MAHKEMESİ : Sakarya Bölge Adliye Mahkemesi 2. Hukuk Dairesi
SAYISI : 2022/1974 E., 2022/1925 K.
KARAR : Başvurunun esastan reddi
İLK DERECE MAHKEMESİ : Körfez Aile Mahkemesi
SAYISI : 2022/94 E., 2022/515 K.
Taraflar arasındaki karşılıklı boşanma davasından dolayı yapılan yargılama sonunda İlk Derece Mahkemesince davanın kabulüyle tarafların boşanmalarına ve boşanmanın fer'îlerine karar verilmiştir. Kararın taraf vekillerince istinaf edilmesi üzerine, Bölge Adliye Mahkemesince tarafların istinaf başvurularının kabulüyle kararın kaldırılarak, dosyanın esası incelenmeksizin İlk Derece Mahkemesine gönderilmesine karar verilmiştir.
Gönderme kararı sonrasında yapılan yargılama sonunda İlk Derece Mahkemesince asıl davanın kabulüyle tarafların boşanmalarına ve boşanmanın fer'îlerine, karşı davanın ise reddine karar verilmiştir.
Kararın taraf vekillerince istinaf edilmesi üzerine, Bölge Adliye Mahkemesince başvurunun ayrı ayrı esastan reddine karar verilmiştir.

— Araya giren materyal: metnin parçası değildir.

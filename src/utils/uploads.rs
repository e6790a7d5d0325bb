use std::path::Path;

use log::warn;
use rocket::fs::TempFile;
use tokio::fs;
use uuid::Uuid;

use crate::models::UploadedFile;

/// The form promises "PDF, JPG or PNG (Max 5MB)"; enforce it before the
/// bytes ever leave the portal.
pub const MAX_UPLOAD_BYTES: u64 = 5 * 1024 * 1024;

fn extension_from_filename(name: &str) -> Option<String> {
    Path::new(name)
        .extension()
        .and_then(|e| e.to_str())
        .map(|e| e.to_lowercase())
}

fn extension_from_content_type(content_type: &str) -> Option<String> {
    match content_type {
        "image/jpeg" | "image/jpg" => Some("jpg".to_string()),
        "image/png" => Some("png".to_string()),
        "image/webp" => Some("webp".to_string()),
        "application/pdf" => Some("pdf".to_string()),
        _ => None,
    }
}

pub fn is_valid_image_extension(ext: &str) -> bool {
    matches!(ext, "jpg" | "jpeg" | "png" | "webp")
}

pub fn is_valid_document_extension(ext: &str) -> bool {
    matches!(ext, "pdf" | "jpg" | "jpeg" | "png")
}

pub fn is_attached(file: &Option<TempFile<'_>>) -> bool {
    file.as_ref().map(|f| f.len() > 0).unwrap_or(false)
}

/// Extension of the uploaded file, from its content type first (browsers
/// reliably send one), falling back to the raw filename.
pub fn extension_of(file: &TempFile<'_>) -> Option<String> {
    if let Some(ct) = file.content_type() {
        if let Some(ext) = extension_from_content_type(&ct.to_string()) {
            return Some(ext);
        }
        if let Some(ext) = ct.extension() {
            return Some(ext.as_str().to_lowercase());
        }
    }
    file.raw_name()
        .and_then(|n| extension_from_filename(n.dangerous_unsafe_unsanitized_raw().as_str()))
}

/// Reads an uploaded file into memory for the onward multipart request to
/// the backend. The temp file is persisted to a spool path first because a
/// small upload may only exist in Rocket's in-memory buffer.
pub async fn spool(file: &mut TempFile<'_>, default_stem: &str) -> std::io::Result<UploadedFile> {
    let extension = extension_of(file).unwrap_or_else(|| "bin".to_string());
    let content_type = file
        .content_type()
        .map(|ct| ct.to_string())
        .unwrap_or_else(|| "application/octet-stream".to_string());
    let file_name = format!("{}.{}", default_stem, extension);

    let spool_path = std::env::temp_dir().join(format!("gs_upload_{}", Uuid::new_v4()));
    file.persist_to(&spool_path).await?;
    let bytes = fs::read(&spool_path).await?;
    if let Err(e) = fs::remove_file(&spool_path).await {
        warn!("failed to remove spool file {:?}: {}", spool_path, e);
    }

    Ok(UploadedFile { file_name, content_type, bytes })
}
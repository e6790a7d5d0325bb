use serde::Serialize;

/// Facts the dashboard derives its state from. Profile and subscription
/// are whatever the two concurrent fetches returned; the pending plan is
/// whatever the session store holds.
#[derive(Debug, Clone, Copy, Default)]
pub struct FlowFacts {
    pub authenticated: bool,
    pub plan_pending: bool,
    pub profile_complete: bool,
    pub subscription_active: bool,
}

/// The plan-selection / purchase protocol. Selection and purchase are
/// deliberately split: a visitor can pick a plan before logging in, and
/// the dashboard is the single place that resumes the pending intent.
#[derive(Debug, Serialize, Clone, Copy, PartialEq, Eq)]
pub enum PurchaseFlow {
    NoPlanSelected,
    PlanSelectedUnauthenticated,
    PlanSelectedAuthenticated,
    ProfileIncomplete,
    PaymentPending,
    PaymentVerifying,
    Subscribed,
    Failed,
}

/// Events that move the flow forward. Payment events originate outside
/// the portal's request cycle (the gateway's success handler).
#[derive(Debug, Clone, Copy, PartialEq, Eq)]
pub enum FlowEvent {
    PlanChosen { authenticated: bool },
    AuthSucceeded,
    OrderCreated,
    GatewayUnavailable,
    CheckoutDismissed,
    CallbackReceived,
    VerifySucceeded,
    VerifyFailed,
}

impl PurchaseFlow {
    /// State as the dashboard sees it on mount, after both fetches have
    /// completed. An active subscription is terminal; a missing profile
    /// gates everything else regardless of payment state.
    pub fn derive(facts: FlowFacts) -> Self {
        if facts.subscription_active {
            return PurchaseFlow::Subscribed;
        }
        if facts.authenticated && !facts.profile_complete {
            return PurchaseFlow::ProfileIncomplete;
        }
        match (facts.plan_pending, facts.authenticated) {
            (true, true) => PurchaseFlow::PlanSelectedAuthenticated,
            (true, false) => PurchaseFlow::PlanSelectedUnauthenticated,
            (false, _) => PurchaseFlow::NoPlanSelected,
        }
    }

    /// Whether the buy button may call create-order from this state.
    pub fn can_open_checkout(&self) -> bool {
        matches!(
            self,
            PurchaseFlow::NoPlanSelected | PurchaseFlow::PlanSelectedAuthenticated
        )
    }

    pub fn apply(self, event: FlowEvent) -> PurchaseFlow {
        use FlowEvent::*;
        use PurchaseFlow::*;

        match (self, event) {
            // Selecting a plan persists it first, then routes by session.
            (_, PlanChosen { authenticated: false }) => PlanSelectedUnauthenticated,
            (_, PlanChosen { authenticated: true }) => PlanSelectedAuthenticated,

            // Auth success always lands on the dashboard, which decides
            // whether to resume the pending plan.
            (PlanSelectedUnauthenticated, AuthSucceeded) => PlanSelectedAuthenticated,
            (state, AuthSucceeded) => state,

            // An unavailable gateway aborts before create-order.
            (state, GatewayUnavailable) if state.can_open_checkout() => state,

            (state, OrderCreated) if state.can_open_checkout() => PaymentPending,

            // Dismissing the checkout fires no callback; nothing changes
            // and the pending state simply lapses back to selection.
            (PaymentPending, CheckoutDismissed) => PlanSelectedAuthenticated,

            (PaymentPending, CallbackReceived) => PaymentVerifying,
            (PaymentVerifying, VerifySucceeded) => Subscribed,
            // Money may have moved without a confirmed subscription;
            // terminal until manual follow-up. No automatic retry.
            (PaymentVerifying, VerifyFailed) => Failed,

            (state, _) => state,
        }
    }

    /// Name used by templates to pick what the dashboard body shows.
    pub fn as_str(&self) -> &'static str {
        match self {
            PurchaseFlow::NoPlanSelected => "no_plan_selected",
            PurchaseFlow::PlanSelectedUnauthenticated => "plan_selected_unauthenticated",
            PurchaseFlow::PlanSelectedAuthenticated => "plan_selected_authenticated",
            PurchaseFlow::ProfileIncomplete => "profile_incomplete",
            PurchaseFlow::PaymentPending => "payment_pending",
            PurchaseFlow::PaymentVerifying => "payment_verifying",
            PurchaseFlow::Subscribed => "subscribed",
            PurchaseFlow::Failed => "failed",
        }
    }
}
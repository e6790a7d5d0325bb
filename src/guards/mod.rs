use rocket::http::Status;
use rocket::request::{self, FromRequest, Outcome, Request};

use crate::models::AuthUser;
use crate::session::SessionStore;

/// Cookie-backed session guard. Forwards when no session is cached so a
/// lower-ranked route can bounce the visitor to the landing page; the
/// backend still gets the final say when the credential is replayed.
pub struct SessionGuard {
    pub user: AuthUser,
    pub credential: String,
}

#[rocket::async_trait]
impl<'r> FromRequest<'r> for SessionGuard {
    type Error = ();

    async fn from_request(req: &'r Request<'_>) -> request::Outcome<Self, Self::Error> {
        let store = SessionStore::new(req.cookies());
        match (store.user(), store.credential()) {
            (Some(user), Some(credential)) => Outcome::Success(SessionGuard { user, credential }),
            _ => Outcome::Forward(Status::Unauthorized),
        }
    }
}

Bölge Adliye Mahkemesi kararı taraf vekillerince temyiz edilmekle; kesinlik, süre, temyiz şartı ve diğer usul eksiklikleri yönünden yapılan ön inceleme sonucunda, temyiz dilekçesinin kabulüne karar verildikten ve Tetkik Hâkimi tarafından hazırlanan rapor dinlendikten sonra dosyadaki belgeler incelenip gereği düşünüldü:
I. DAVA
Davacı-karşı davalı kadın vekili dava dilekçesinde özetle; taraflar arasındaki kültür ve karakter çatışmalarının yıllar geçtikçe arttığını, erkeğin bağımsız konut temin etmediğini, erkeğin ve ailesinin kadına baskı uyguladığını, hakaret ve tehdit ettiğini, tarafların ilk çocuğunun kız olmasını erkeğin ve erkeğin ailesinin kabullenemediğini, bu konuda erkeğin kadını rencide ettiğini, ona hakaret ettiğini, defalarca faklı kadınlarla aldattığını, sürekli aşağıladığını, aile hayatına uyum sağlayamadığını, çocukları anneye düşman ettiğini, anneleriyle görüşmelerine izin vermediğini ve onları anneden ayırdığını ve kadını evden ayrılmak zorunda bıraktığını ileri sürerek 4721 sayılı Türk Medeni Kanunu'nun (4721 sayılı Kanun) 166 ncı maddesinin birinci fıkrası uyarınca tarafların boşanmalarına, ortak çocukların velâyetinin anneye verilmesine, ortak çocuklardan her biri yararına aylık 1.000,00'er TL tedbir ve iştirak nafakasına, kadın yararına da aylık 1.000,00 TL tedbir ve yoksulluk nafakası ile yasal faizi ile birlikte 50.000,00 TL maddî, 50.000,00 TL manevî tazminata hükmedilmesin karar verilmesini talep ve dava etmiştir.
II. CEVAP
Davalı-karşı davacı erkek vekili cevap ve karşı dava dilekçesinde özetle; kadının her gün aile ve eş dostları ile vakit geçirdiğini, ortak çocukları doğumundan itibaren kabul etmediğini, ortak çocuklara fiziksel şiddet uyguladığını, beddua ettiğini, ailesinin yanına gideceğini söyleyerek bir daha geri dönmediğini, ortak çocukları istemediğini, kadının erkek kardeşinin ortak çocuk ...'a cinsel istismarda bulunduğunu, kadının bu durumu görmezden geldiğini ileri sürerek asıl davanın reddine, karşı davanın kabulüyle 4721 sayılı Kanun'un 166 ncı maddesinin birinci fıkrası uyarınca tarafların boşanmalarına, erkek yararına 75.000,00 TL maddî, 75.000,00 TL manevî tazminat ödemesine, ortak çocukların velâyetlerinin babaya bırakılmasına karar verilmesini talep ve dava etmiştir.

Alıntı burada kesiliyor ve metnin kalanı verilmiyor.